Efficient implementation of Gaussian elimination method to recover generator polynomials of convolutional codes

One of the most important objectives in wireless communication is to transmit the information free of errors and to detect the data correctly. With a view to avoid occurrence of errors in communication channel, error correction techniques, also called channel coding, are used. Convolution encoding technique is the forerunner amongst those employed. In wireless communication systems, signal strength decreases logarithmically and results in fading. This fading causes random errors or burst errors (in case of deep fades). The burst errors are converted to random errors by interleaving techniques and then channel coding is used to combat the random errors.

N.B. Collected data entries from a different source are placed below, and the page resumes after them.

//! Sparse occupancy grid with stable insertion order

use std::collections::{BTreeMap, HashMap};

use super::block::BlockKind;
use super::coord::Coordinate;

#[derive(Clone, Copy, Debug)]
struct Cell {
    kind: BlockKind,
    /// Insertion sequence, key into `order`
    seq: u64,
}

/// Map from coordinate to block kind.
///
/// Lookups go through a `HashMap`; a sequence-keyed `BTreeMap` keeps
/// iteration in insertion order, so export output is deterministic.
#[derive(Clone, Debug, Default)]
pub struct Grid {
    cells: HashMap<Coordinate, Cell>,
    order: BTreeMap<u64, Coordinate>,
    next_seq: u64,
}

impl Grid {
    pub fn new() -> Self {
        Self::default()
    }

    pub fn get(&self, coord: Coordinate) -> Option<BlockKind> {
        self.cells.get(&coord).map(|c| c.kind)
    }

    pub fn contains(&self, coord: Coordinate) -> bool {
        self.cells.contains_key(&coord)
    }

    /// Insert into an empty cell. Returns false if the cell was occupied.
    pub fn insert(&mut self, coord: Coordinate, kind: BlockKind) -> bool {
        if self.cells.contains_key(&coord) {
            return false;
        }
        let seq = self.next_seq;
        self.next_seq += 1;
        self.cells.insert(coord, Cell { kind, seq });
        self.order.insert(seq, coord);
        true
    }

    /// Insert or overwrite. An overwritten cell keeps its original position.
    pub fn upsert(&mut self, coord: Coordinate, kind: BlockKind) {
        match self.cells.get_mut(&coord) {
            Some(cell) => cell.kind = kind,
            None => {
                self.insert(coord, kind);
            }
        }
    }

    pub fn remove(&mut self, coord: Coordinate) -> Option<BlockKind> {
        let cell = self.cells.remove(&coord)?;
        self.order.remove(&cell.seq);
        Some(cell.kind)
    }

    pub fn len(&self) -> usize {
        self.cells.len()
    }

    pub fn is_empty(&self) -> bool {
        self.cells.is_empty()
    }

    pub fn clear(&mut self) {
        self.cells.clear();
        self.order.clear();
    }

    /// Occupied cells in insertion order
    pub fn iter(&self) -> impl Iterator<Item = (Coordinate, BlockKind)> + '_ {
        self.order
            .values()
            .map(move |coord| (*coord, self.cells[coord].kind))
    }
}

/// Equality ignores insertion order
impl PartialEq for Grid {
    fn eq(&self, other: &Self) -> bool {
        self.len() == other.len()
            && self.iter().all(|(coord, kind)| other.get(coord) == Some(kind))
    }
}

impl Eq for Grid {}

In convolutional codes, information bits are encoded by using primitive polynomials implemented in the form of shift registers. In this paper a method is proposed to detect the generator polynomial and the code rate of the convolution encoded data, once received. The information is encoded by Convolution (n, k, m) codes and then its generator polynomial is detected by using the Gaussian Elimination Method. Here n shows the data bit (parity and information), k represents the information bits and m shows the length of the registers. In Gaussian elimination method the variables are removed step by step. This elimination is different from the normal one in a sense that it is implemented over GF (2). This detection algorithm can be utilized efficiently to match convolutionally encoded reference stream to the one generated by above-mentioned convolutional encoder. This can also be utilized to verify the generator polynomial of the encoded output stream before feeding it to the complex decoder to avoid time-consuming and exhaustive debugging.